Besides the installation piece that mirrors the plight of women, there is more to the work. Visitors can also roam around the gallery and participate in Kwati’s enchanting artistic adventure.

Her works, such as the blooded broken hearts paintings on Bible pages draws viewers in to this mystifying and gripping void. These artworks somewhat overwhelm the viewer with continuous imagery, thereby creating a physical connection between pain and healing. Most of her works have the drippy blood insertion and Kwati says it is part of the healing process.

“The paintings bring a concept of the bleeding heart. I used the Bible in some of these paintings.

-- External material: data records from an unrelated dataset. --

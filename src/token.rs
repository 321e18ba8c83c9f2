use serde::{Deserialize, Serialize};
use std::fmt;

use crate::ast::LiteralValue;

/// The different kinds of tokens a Lox front end can produce.
///
/// Literal payloads live on [`Token::literal`], so the tag itself is a plain
/// `Copy` value that can be compared and hashed directly.
#[allow(non_camel_case_types)]
#[derive(Debug, Clone, Copy, PartialEq, Eq, Hash, Serialize, Deserialize)]
pub enum TokenType {
    /// '('
    LEFT_PAREN,

    /// ')'
    RIGHT_PAREN,

    /// '{'
    LEFT_BRACE,

    /// '}'
    RIGHT_BRACE,

    /// ','
    COMMA,

    /// '.'
    DOT,

    /// '-'
    MINUS,

    /// '+'
    PLUS,

    /// ';'
    SEMICOLON,

    /// '/'
    SLASH,

    /// '*'
    STAR,

    /// '!'
    BANG,

    /// '!='
    BANG_EQUAL,

    /// '='
    EQUAL,

    /// '=='
    EQUAL_EQUAL,

    /// '>'
    GREATER,

    /// '>='
    GREATER_EQUAL,

    /// '<'
    LESS,

    /// '<='
    LESS_EQUAL,

    /// A user‑defined identifier
    IDENTIFIER,

    /// A string literal
    STRING,

    /// A numeric literal
    NUMBER,

    /// 'and'
    AND,

    /// 'class'
    CLASS,

    /// 'else'
    ELSE,

    /// 'false'
    FALSE,

    /// 'fun'
    FUN,

    /// 'for'
    FOR,

    /// 'if'
    IF,

    /// 'nil'
    NIL,

    /// 'or'
    OR,

    /// 'print'
    PRINT,

    /// 'return'
    RETURN,

    /// 'super'
    SUPER,

    /// 'this'
    THIS,

    /// 'true'
    TRUE,

    /// 'var'
    VAR,

    /// 'while'
    WHILE,

    /// End‑of‑file marker
    EOF,
}

impl TokenType {
    /// Upper‑case variant name, as printed by the token dump format.
    pub fn name(self) -> &'static str {
        match self {
            TokenType::LEFT_PAREN => "LEFT_PAREN",
            TokenType::RIGHT_PAREN => "RIGHT_PAREN",
            TokenType::LEFT_BRACE => "LEFT_BRACE",
            TokenType::RIGHT_BRACE => "RIGHT_BRACE",
            TokenType::COMMA => "COMMA",
            TokenType::DOT => "DOT",
            TokenType::MINUS => "MINUS",
            TokenType::PLUS => "PLUS",
            TokenType::SEMICOLON => "SEMICOLON",
            TokenType::SLASH => "SLASH",
            TokenType::STAR => "STAR",
            TokenType::BANG => "BANG",
            TokenType::BANG_EQUAL => "BANG_EQUAL",
            TokenType::EQUAL => "EQUAL",
            TokenType::EQUAL_EQUAL => "EQUAL_EQUAL",
            TokenType::GREATER => "GREATER",
            TokenType::GREATER_EQUAL => "GREATER_EQUAL",
            TokenType::LESS => "LESS",
            TokenType::LESS_EQUAL => "LESS_EQUAL",
            TokenType::IDENTIFIER => "IDENTIFIER",
            TokenType::STRING => "STRING",
            TokenType::NUMBER => "NUMBER",
            TokenType::AND => "AND",
            TokenType::CLASS => "CLASS",
            TokenType::ELSE => "ELSE",
            TokenType::FALSE => "FALSE",
            TokenType::FUN => "FUN",
            TokenType::FOR => "FOR",
            TokenType::IF => "IF",
            TokenType::NIL => "NIL",
            TokenType::OR => "OR",
            TokenType::PRINT => "PRINT",
            TokenType::RETURN => "RETURN",
            TokenType::SUPER => "SUPER",
            TokenType::THIS => "THIS",
            TokenType::TRUE => "TRUE",
            TokenType::VAR => "VAR",
            TokenType::WHILE => "WHILE",
            TokenType::EOF => "EOF",
        }
    }
}

/// A scanned token: its type, the original lexeme, an optional literal
/// value and the line number where it was found.
///
/// The interpreter core only reads `lexeme` (names, operators) and `line`
/// (diagnostics); `literal` is carried for the parser's benefit.
#[derive(Debug, Clone, PartialEq, Serialize, Deserialize)]
pub struct Token {
    /// The category of this token.
    pub token_type: TokenType,

    /// The exact substring from the source that produced this token.
    pub lexeme: String,

    /// Literal value for `STRING` / `NUMBER` tokens.
    #[serde(default)]
    pub literal: Option<LiteralValue>,

    /// 1‑based line number in the source.
    pub line: usize,
}

impl Token {
    pub fn new(
        token_type: TokenType,
        lexeme: impl Into<String>,
        literal: Option<LiteralValue>,
        line: usize,
    ) -> Self {
        Self {
            token_type,
            lexeme: lexeme.into(),
            literal,
            line,
        }
    }
}

impl fmt::Display for Token {
    fn fmt(&self, f: &mut fmt::Formatter<'_>) -> fmt::Result {
        write!(f, "{} {} ", self.token_type.name(), self.lexeme)?;

        match &self.literal {
            Some(LiteralValue::Str(s)) => write!(f, "{}", s),

            // 3 → "3.0", 3.14 → "3.14"
            Some(LiteralValue::Number(n)) if n.fract() == 0.0 && n.abs() < 1e15 => {
                let mut buf = itoa::Buffer::new();
                write!(f, "{}.0", buf.format(*n as i64))
            }

            Some(LiteralValue::Number(n)) => write!(f, "{}", n),

            _ => write!(f, "null"),
        }
    }
}
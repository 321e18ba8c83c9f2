pub mod ast;
pub mod callable;
pub mod class;
pub mod environment;
pub mod error;
pub mod function;
pub mod interpreter;
pub mod resolver;
pub mod token;
pub mod value;

use log::info;

use crate::ast::Stmt;
use crate::error::Result;
use crate::interpreter::Interpreter;
use crate::resolver::Resolver;

/// Name of the method that acts as a class's constructor.
pub const INITIALIZER: &str = "init";

/// Resolve `statements`, then run them if resolution reported nothing.
///
/// Static errors come back as one [`error::LoxError::Static`] and nothing is
/// executed. A runtime error stops execution at the failing statement; output
/// already printed stays printed.
pub fn run(interpreter: &mut Interpreter, statements: &[Stmt]) -> Result<()> {
    Resolver::new(interpreter).resolve(statements)?;
    info!("Resolution succeeded, executing {} statement(s)", statements.len());
    interpreter.interpret(statements)
}
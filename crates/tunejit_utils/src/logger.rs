use std::sync::Once;

use tracing_subscriber::{EnvFilter, fmt};

static INIT: Once = Once::new();

/// Initialise tracing subscriber once per process.
pub fn init_logging() {
    INIT.call_once(|| {
        let env_filter =
            EnvFilter::try_from_default_env().unwrap_or_else(|_| EnvFilter::new("tunejit=info"));

        fmt()
            .with_env_filter(env_filter)
            .with_target(false)
            .with_writer(std::io::stderr)
            .compact()
            .init();
    });
}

I wanted to approach this concept looking at myself. When my heart was broken, I sought refuge in the word of God, so that helped to heal hence the use of the Bible in my artwork. The Bible is medicine to each and everyone who believes in the Word,” she proselytised, betraying a hint of typical religiosity.

She said she portrays women as people who get wounded but most of the times find ways of getting back onto their feet. “We get to heal whatever has been broken. Yes we can remain with the scars, but at the end of the day we get healed,” she highlighted.

Her artwork across the gallery is a perfect way to bring people into a conversation around women’s emotional and physical pain.

She used the paintings to address significant crises in women’s lives. Everyone including men could be inspired by her artworks. Using and selecting objects that symbolise an aspect of women struggle, she highlights meaning that is extremely effective to her audience. Kwati further said that to her art is not just about beautiful pictures but the beauty that lies in the message.

“The beauty of art is helping somebody to overcome any situation they find themselves in. We have seen beautiful pictures from way back but now we have to use art as healing tool, a therapeutic means,” she added.

Installation as a medium of art has the power to involve the viewer like no other medium.

No wonder Kwati turns objects into a physical piece of work, which can convey importance messages. Kwati also said she used mixed media but most of the time she uses installations and performance.

“Installations art to me brings out more than what a canvas can do. I have limitations on the canvas, so for me to express information it has to be installation,” she said.

The artiste said she had a performance that also reiterated her theme, while she usually dealt with women issues in every art that she created. She said she drew her inspiration from her personal experiences and other women around her.